Choose a reason for hiding this comment
The reason will be displayed to describe this comment to others. Learn more.
Hey there - I've reviewed your changes - here's some feedback:
- Refactor WindowFilterPushDown's visitLimit and visitFilter conditionals to extract the common logic for row_number/rank, reducing duplication and improving readability.
- Merge convertToTopNRowNumber and convertToTopNRank into a single method parametrized by RankingFunction to avoid near-duplicate code paths.
- Use NLOHMANN_JSON_SERIALIZE_ENUM for RankingFunction in C++ to eliminate manual to_json/from_json boilerplate.
Prompt for AI Agents
Please address the comments from this code review:
## Overall Comments
- Refactor WindowFilterPushDown's visitLimit and visitFilter conditionals to extract the common logic for row_number/rank, reducing duplication and improving readability.
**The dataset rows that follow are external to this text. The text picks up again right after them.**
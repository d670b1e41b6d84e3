use someip_stack::codec::{MessageId, MessageType, RequestId, ReturnCode, SessionHandling, SomeIpHeader};
use someip_stack::diagnostics::{ErrorKind, ErrorReportBuffer};
use someip_stack::message::{MessageBuilder, TxPool};
use someip_stack::runtime::config::{InstanceConfig, ServiceConfig};
use someip_stack::runtime::process::{RxContext, process_unicast};
use someip_stack::service::{LocalServiceRegistry, MethodHandler, Request};
use someip_stack::transport::RecordingTransport;
use someip_stack::SomeIpRuntime;
use std::net::{Ipv4Addr, SocketAddr, SocketAddrV4};
use std::sync::Arc;
use std::sync::atomic::{AtomicUsize, Ordering};

const CLIENT: SocketAddrV4 = SocketAddrV4::new(Ipv4Addr::new(10, 0, 0, 9), 40000);

fn request(service_id: u16, method_id: u16, interface_version: u8, payload: &[u8]) -> Vec<u8> {
    let mut header = SomeIpHeader::new(
        MessageId::new(service_id, method_id),
        RequestId::new(0x0001, 0x0001),
        interface_version,
        MessageType::Request,
        ReturnCode::Ok,
    );
    header.length = (8 + payload.len()) as u32;
    let mut datagram = header.serialize().to_vec();
    datagram.extend_from_slice(payload);
    datagram
}

fn echo() -> Arc<dyn MethodHandler> {
    Arc::new(|request: &Request<'_>, response: &mut MessageBuilder| match response.put(request.payload) {
        Ok(()) => ReturnCode::Ok,
        Err(_) => ReturnCode::NotOk,
    })
}

struct Node {
    registry: LocalServiceRegistry,
    pool: TxPool,
    transport: RecordingTransport,
    diag: ErrorReportBuffer,
}

impl Node {
    fn new() -> Self {
        Node {
            registry: LocalServiceRegistry::new(8, 8),
            pool: TxPool::new(2, 1400),
            transport: RecordingTransport::new(SocketAddrV4::new(Ipv4Addr::new(10, 0, 0, 1), 5005)),
            diag: ErrorReportBuffer::default(),
        }
    }

    fn receive(&mut self, datagram: &[u8]) -> Option<SomeIpHeader> {
        let mut ctx = RxContext {
            registry: &self.registry,
            pool: &mut self.pool,
            transport: &self.transport,
            diag: &mut self.diag,
            handling: SessionHandling::Enabled,
        };
        let _ = process_unicast(&mut ctx, datagram, SocketAddr::V4(CLIENT));
        assert_eq!(self.pool.available(), 2, "tx slot leaked");

        let sent = self.transport.take_sent();
        sent.first().map(|(bytes, to)| {
            assert_eq!(*to, CLIENT);
            let header = SomeIpHeader::parse(bytes).unwrap();
            assert_eq!(header.total_length(), bytes.len());
            header
        })
    }
}

#[test]
fn test_request_to_unknown_service_gets_error() {
    let mut node = Node::new();
    let response = node.receive(&request(7, 2, 1, &[])).unwrap();

    assert_eq!(response.message_type, MessageType::Error);
    assert_eq!(response.return_code, ReturnCode::UnknownService);
    assert_eq!(response.length, 8);
    assert_eq!(response.message_id, MessageId::new(7, 2));
    assert_eq!(response.request_id, RequestId::new(1, 1));
    assert_eq!(node.diag.count(ErrorKind::LocalServiceNotFound), 1);
}

#[test]
fn test_request_with_other_interface_version_gets_error() {
    let mut node = Node::new();
    node.registry.add_service(7, 1, 2, 5005).unwrap();
    node.registry.add_method(7, 2, echo()).unwrap();

    let response = node.receive(&request(7, 2, 1, &[])).unwrap();
    assert_eq!(response.message_type, MessageType::Error);
    assert_eq!(response.return_code, ReturnCode::WrongInterfaceVersion);
    assert_eq!(response.length, 8);
    assert_eq!(node.diag.count(ErrorKind::LocalServiceInterfaceMismatch), 1);
}

#[test]
fn test_request_to_unknown_method_gets_error() {
    let mut node = Node::new();
    node.registry.add_service(7, 1, 1, 5005).unwrap();

    let response = node.receive(&request(7, 2, 1, &[])).unwrap();
    assert_eq!(response.return_code, ReturnCode::UnknownMethod);
}

#[test]
fn test_request_is_answered_by_handler() {
    let mut node = Node::new();
    node.registry.add_service(7, 1, 1, 5005).unwrap();
    node.registry.add_method(7, 2, echo()).unwrap();

    let mut ctx = RxContext {
        registry: &node.registry,
        pool: &mut node.pool,
        transport: &node.transport,
        diag: &mut node.diag,
        handling: SessionHandling::Enabled,
    };
    let outcome = process_unicast(&mut ctx, &request(7, 2, 1, &[1, 2, 3]), SocketAddr::V4(CLIENT)).unwrap();
    assert!(outcome.handler_called);
    assert_eq!(outcome.response_len, Some(19));

    let (bytes, _) = node.transport.take_sent().remove(0);
    let header = SomeIpHeader::parse(&bytes).unwrap();
    assert_eq!(header.message_type, MessageType::Response);
    assert_eq!(header.return_code, ReturnCode::Ok);
    assert_eq!(header.length, 11);
    assert_eq!(&bytes[16..], &[1, 2, 3]);
    assert!(node.diag.is_empty());
}

#[test]
fn test_request_to_event_id_gets_wrong_message_type() {
    let mut node = Node::new();
    node.registry.add_service(7, 1, 1, 5005).unwrap();

    let response = node.receive(&request(7, 0x8002, 1, &[])).unwrap();
    assert_eq!(response.return_code, ReturnCode::WrongMessageType);
    assert_eq!(node.diag.count(ErrorKind::RequestHeaderSemantic), 1);
}

#[test]
fn test_malformed_request_gets_malformed_message() {
    let mut node = Node::new();
    let mut datagram = request(7, 2, 1, &[]);
    datagram[12] = 0x02;

    let response = node.receive(&datagram).unwrap();
    assert_eq!(response.return_code, ReturnCode::MalformedMessage);
    assert_eq!(response.protocol_version, 1);
    assert_eq!(node.diag.count(ErrorKind::RequestHeaderSyntactic), 1);
}

#[test]
fn test_notification_failure_is_silent_but_reported() {
    let mut node = Node::new();
    let mut datagram = request(7, 2, 1, &[]);
    datagram[14] = 0x02;

    assert!(node.receive(&datagram).is_none());
    assert_eq!(node.diag.count(ErrorKind::RequestFailedWithoutResponse), 1);
}

#[test]
fn test_framing_errors_are_dropped() {
    let mut node = Node::new();
    let mut datagram = request(7, 2, 1, &[0xAA]);
    datagram.pop();

    assert!(node.receive(&datagram).is_none());
    assert!(node.receive(&datagram[..10]).is_none());
    assert_eq!(node.diag.count(ErrorKind::UdpRxError), 2);
}

#[test]
fn test_exhausted_pool_skips_response() {
    let mut node = Node::new();
    let held = [
        MessageBuilder::init(&mut node.pool).unwrap(),
        MessageBuilder::init(&mut node.pool).unwrap(),
    ];

    let mut ctx = RxContext {
        registry: &node.registry,
        pool: &mut node.pool,
        transport: &node.transport,
        diag: &mut node.diag,
        handling: SessionHandling::Enabled,
    };
    assert!(process_unicast(&mut ctx, &request(7, 2, 1, &[]), SocketAddr::V4(CLIENT)).is_err());
    assert!(node.transport.sent().is_empty());
    assert_eq!(node.diag.count(ErrorKind::TxPoolExhausted), 1);
    drop(held);
}

fn counting(calls: &Arc<AtomicUsize>) -> Arc<dyn MethodHandler> {
    let calls = calls.clone();
    Arc::new(move |_: &Request<'_>, response: &mut MessageBuilder| {
        calls.fetch_add(1, Ordering::SeqCst);
        match response.put(&[0xFF]) {
            Ok(()) => ReturnCode::Ok,
            Err(_) => ReturnCode::NotOk,
        }
    })
}

#[test]
fn test_exhausted_pool_still_delivers_fire_and_forget() {
    let mut node = Node::new();
    let calls = Arc::new(AtomicUsize::new(0));
    node.registry.add_service(7, 1, 1, 5005).unwrap();
    node.registry.add_method(7, 0x8001, counting(&calls)).unwrap();
    node.registry.add_method(7, 0x0002, counting(&calls)).unwrap();
    let held = [
        MessageBuilder::init(&mut node.pool).unwrap(),
        MessageBuilder::init(&mut node.pool).unwrap(),
    ];

    let mut notification = request(7, 0x8001, 1, &[]);
    notification[14] = 0x02;
    let mut fire_and_forget = request(7, 0x0002, 1, &[]);
    fire_and_forget[14] = 0x01;

    for datagram in [notification, fire_and_forget] {
        let mut ctx = RxContext {
            registry: &node.registry,
            pool: &mut node.pool,
            transport: &node.transport,
            diag: &mut node.diag,
            handling: SessionHandling::Enabled,
        };
        let outcome = process_unicast(&mut ctx, &datagram, SocketAddr::V4(CLIENT)).unwrap();
        assert!(outcome.handler_called);
        assert_eq!(outcome.response_len, None);
    }

    assert_eq!(calls.load(Ordering::SeqCst), 2);
    assert!(node.transport.sent().is_empty());
    assert_eq!(node.pool.available(), 0);
    assert_eq!(node.diag.count(ErrorKind::TxPoolExhausted), 0);
    drop(held);
}

fn instance(ip: Ipv4Addr, port: u16) -> InstanceConfig {
    let mut config = InstanceConfig::new(ip);
    config.stack.unicast_port = port;
    config.providing.insert(
        "echo".to_string(),
        ServiceConfig {
            service_id: 0x1234,
            instance_id: 1,
            major_version: 1,
            minor_version: 0,
            interface_version: 1,
            port: None,
        },
    );
    config
}

#[test]
fn test_runtime_serves_requests_and_discovery() {
    let provider_ip = Ipv4Addr::new(10, 0, 0, 1);
    let unicast = Arc::new(RecordingTransport::new(SocketAddrV4::new(provider_ip, 5005)));
    let sd = Arc::new(RecordingTransport::new(SocketAddrV4::new(provider_ip, 30490)));
    let provider = SomeIpRuntime::new(
        instance(provider_ip, 5005),
        Box::new(unicast.clone()),
        Some(Box::new(sd.clone())),
    )
    .unwrap();

    let offer = provider.offer_service("echo", vec![(0x0001, echo())]).unwrap();
    assert_eq!(offer.endpoint, SocketAddrV4::new(provider_ip, 5005));
    let announced = sd.take_sent();
    assert_eq!(announced.len(), 1);

    unicast.push_inbound(&request(0x1234, 0x0001, 1, b"ping"), SocketAddr::V4(CLIENT));
    assert_eq!(provider.poll().unwrap(), 1);
    let (reply, to) = unicast.take_sent().remove(0);
    assert_eq!(to, CLIENT);
    assert_eq!(&reply[16..], b"ping");

    let consumer_ip = Ipv4Addr::new(10, 0, 0, 2);
    let consumer_sd = Arc::new(RecordingTransport::new(SocketAddrV4::new(consumer_ip, 30490)));
    let consumer = SomeIpRuntime::new(
        InstanceConfig::new(consumer_ip),
        Box::new(RecordingTransport::new(SocketAddrV4::new(consumer_ip, 5005))),
        Some(Box::new(consumer_sd.clone())),
    )
    .unwrap();

    consumer_sd.push_inbound(&announced[0].0, SocketAddr::V4(SocketAddrV4::new(provider_ip, 30490)));
    assert_eq!(consumer.poll().unwrap(), 1);
    let remote = consumer.lookup_remote(0x1234, 1, 1).unwrap();
    assert_eq!(remote.endpoint, offer.endpoint);
    assert_eq!(remote.ttl, 3);

    consumer.tick(3).unwrap();
    assert!(consumer.lookup_remote(0x1234, 1, 1).is_none());
}

#[test]
fn test_runtime_answers_find_with_unicast_offer() {
    let provider_ip = Ipv4Addr::new(10, 0, 0, 1);
    let sd = Arc::new(RecordingTransport::new(SocketAddrV4::new(provider_ip, 30490)));
    let provider = SomeIpRuntime::new(
        instance(provider_ip, 5005),
        Box::new(RecordingTransport::new(SocketAddrV4::new(provider_ip, 5005))),
        Some(Box::new(sd.clone())),
    )
    .unwrap();
    provider.offer_service("echo", vec![(0x0001, echo())]).unwrap();
    sd.take_sent();

    let consumer_ip = Ipv4Addr::new(10, 0, 0, 2);
    let consumer_sd = Arc::new(RecordingTransport::new(SocketAddrV4::new(consumer_ip, 30490)));
    let consumer = SomeIpRuntime::new(
        InstanceConfig::new(consumer_ip),
        Box::new(RecordingTransport::new(SocketAddrV4::new(consumer_ip, 5005))),
        Some(Box::new(consumer_sd.clone())),
    )
    .unwrap();
    consumer.find_service(0x1234, 0xFFFF, 1).unwrap();
    let (find, _) = consumer_sd.take_sent().remove(0);

    let consumer_sd_addr = SocketAddrV4::new(consumer_ip, 30490);
    sd.push_inbound(&find, SocketAddr::V4(consumer_sd_addr));
    provider.poll().unwrap();

    let sent = sd.take_sent();
    assert_eq!(sent.len(), 1);
    assert_eq!(sent[0].1, consumer_sd_addr);
    assert_eq!(sent[0].0[24], 0x01);
    assert_eq!(sent[0].0[11], 0x01); // first unicast session

    provider.stop_offer_service("echo").unwrap();
    assert!(provider.offer_service("missing", Vec::new()).is_err());
}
- Merge convertToTopNRowNumber and convertToTopNRank into a single method parametrized by RankingFunction to avoid near-duplicate code paths.
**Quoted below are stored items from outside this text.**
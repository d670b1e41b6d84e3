//! Log output for binaries and tests.
//!
//! The library itself only talks to the `log` facade. Targets used across the crate:
//! `someip::rx`, `someip::sd`, `someip::pool`, `someip::service`, `someip::transport`,
//! `someip::diag` and `someip::runtime`.

/// Installs `env_logger`, honouring `RUST_LOG` and falling back to `info`.
/// Returns false if a logger was already installed.
pub fn init() -> bool {
    init_with_filter("info")
}

/// Like [`init`] with a custom fallback filter, e.g. `"someip::sd=debug,info"`.
pub fn init_with_filter(default_filter: &str) -> bool {
    env_logger::Builder::from_env(env_logger::Env::default().default_filter_or(default_filter))
        .format_timestamp_millis()
        .try_init()
        .is_ok()
}
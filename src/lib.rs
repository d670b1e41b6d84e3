pub mod codec;
pub mod diagnostics;
pub mod logging;
pub mod message;
pub mod runtime;
pub mod sd;
pub mod service;
pub mod transport;

pub use codec::{
    HeaderError, MessageId, MessageType, RequestId, ReturnCode, SessionHandling, SomeIpDeserialize,
    SomeIpHeader, SomeIpSerialize,
};
pub use diagnostics::{DiagnosticSink, ErrorKind, ErrorReport, ErrorReportBuffer};
pub use message::{MessageBuilder, TxPool};
pub use runtime::{RuntimeError, SomeIpRuntime};
pub use sd::{RemoteService, ServiceDiscovery, ServiceOffer};
pub use service::{LocalServiceRegistry, MethodHandler, Request};
pub use transport::{RecordingTransport, SomeIpTransport, UdpTransport};
//! Payload (de)serialization for method handlers.
//!
//! Handlers read request arguments from the raw payload slice and write their results straight
//! into the response [`MessageBuilder`](crate::message::MessageBuilder), which implements
//! [`std::io::Write`] on top of its pool buffer.

use std::io::{Read, Result, Write};

/// Types that can be appended to a SOME/IP payload.
pub trait SomeIpSerialize {
    fn serialize<W: Write>(&self, writer: &mut W) -> Result<()>;
}

/// Types that can be read back from a SOME/IP payload.
pub trait SomeIpDeserialize: Sized {
    fn deserialize<R: Read>(reader: &mut R) -> Result<Self>;
}

macro_rules! impl_big_endian {
    ($($type:ty),*) => {
        $(
            impl SomeIpSerialize for $type {
                fn serialize<W: Write>(&self, writer: &mut W) -> Result<()> {
                    writer.write_all(&self.to_be_bytes())
                }
            }

            impl SomeIpDeserialize for $type {
                fn deserialize<R: Read>(reader: &mut R) -> Result<Self> {
                    let mut buf = [0u8; std::mem::size_of::<$type>()];
                    reader.read_exact(&mut buf)?;
                    Ok(<$type>::from_be_bytes(buf))
                }
            }
        )*
    };
}

impl_big_endian!(u8, u16, u32, u64, i8, i16, i32, i64, f32, f64);

// 0x00 = false, anything else = true
impl SomeIpSerialize for bool {
    fn serialize<W: Write>(&self, writer: &mut W) -> Result<()> {
        writer.write_all(&[u8::from(*self)])
    }
}

impl SomeIpDeserialize for bool {
    fn deserialize<R: Read>(reader: &mut R) -> Result<Self> {
        let mut buf = [0u8; 1];
        reader.read_exact(&mut buf)?;
        Ok(buf[0] != 0)
    }
}
//! # Local Services
//!
//! Services this node provides, looked up by the rx path for every inbound request.
//!
//! A method is served by a [`MethodHandler`]; plain closures implement it:
//!
//! ```
//! use someip_stack::codec::ReturnCode;
//! use someip_stack::message::MessageBuilder;
//! use someip_stack::service::{LocalServiceRegistry, Request};
//! use std::sync::Arc;
//!
//! let mut registry = LocalServiceRegistry::new(8, 8);
//! registry.add_service(0x1234, 1, 1, 5005).unwrap();
//! registry
//!     .add_method(0x1234, 0x0001, Arc::new(|request: &Request<'_>, response: &mut MessageBuilder| {
//!         match response.put(request.payload) {
//!             Ok(()) => ReturnCode::Ok,
//!             Err(_) => ReturnCode::NotOk,
//!         }
//!     }))
//!     .unwrap();
//! assert!(registry.find_service(0x1234).and_then(|s| s.find_method(0x0001)).is_some());
//! ```

pub mod registry;

pub use registry::*;

use crate::codec::{ReturnCode, SomeIpHeader};
use crate::message::MessageBuilder;
use std::net::SocketAddr;

/// An inbound request as seen by a method handler.
#[derive(Debug, Clone, Copy)]
pub struct Request<'a> {
    pub header: SomeIpHeader,
    pub payload: &'a [u8],
    pub source: SocketAddr,
}

/// Serves one method of a local service.
///
/// The handler writes its response payload into `response` and returns the return code placed
/// in the response header. For fire-and-forget requests and notifications `response` is a
/// [detached](MessageBuilder::detached) builder that refuses every write.
pub trait MethodHandler: Send + Sync {
    fn handle(&self, request: &Request<'_>, response: &mut MessageBuilder) -> ReturnCode;
}

impl<F> MethodHandler for F
where
    F: Fn(&Request<'_>, &mut MessageBuilder) -> ReturnCode + Send + Sync,
{
    fn handle(&self, request: &Request<'_>, response: &mut MessageBuilder) -> ReturnCode {
        self(request, response)
    }
}
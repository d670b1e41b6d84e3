//! # SOME/IP Service Discovery
//!
//! Wire types for SD messages ([`SdHeader`], [`ServiceEntry`], [`Ipv4EndpointOption`]), the
//! payload decoder, the remote service cache and the [`ServiceDiscovery`] context that ties them
//! to a transport.

pub mod entries;
pub mod machine;
pub mod options;
pub mod packet;
pub mod parser;
pub mod registry;

pub use entries::*;
pub use machine::*;
pub use options::*;
pub use packet::*;
pub use parser::{
    EntryAction, OptionAction, ReceivedService, ReceivedServices, SdError, classify_entry,
    parse_datagram, parse_payload,
};
pub use registry::{AllocationPolicy, RemoteService, RemoteServiceRegistry};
- Use NLOHMANN_JSON_SERIALIZE_ENUM for RankingFunction in C++ to eliminate manual to_json/from_json boilerplate.
## Individual Comments
### Comment 1
<location> `presto-main-base/src/main/java/com/facebook/presto/sql/planner/optimizations/WindowFilterPushDown.java:158-159` </location>
<code_context>
source = rowNumberNode;
}
- else if (source instanceof WindowNode && canOptimizeWindowFunction((WindowNode) source, metadata.getFunctionAndTypeManager()) && isOptimizeTopNRowNumber(session)) {
+ else if (source instanceof WindowNode && canOptimizeRowNumberFunction((WindowNode) source, metadata.getFunctionAndTypeManager()) && isOptimizeTopNRowNumber(session) ||
+ source instanceof WindowNode && canOptimizeRankFunction((WindowNode) source, metadata.getFunctionAndTypeManager()) && isOptimizeTopNRank(session) && isNativeExecutionEnabled(session)) {
WindowNode windowNode = (WindowNode) source;
// verify that unordered row_number window functions are replaced by RowNumberNode
</code_context>
<issue_to_address>
**issue:** Operator precedence may lead to unexpected logic in conditional statement.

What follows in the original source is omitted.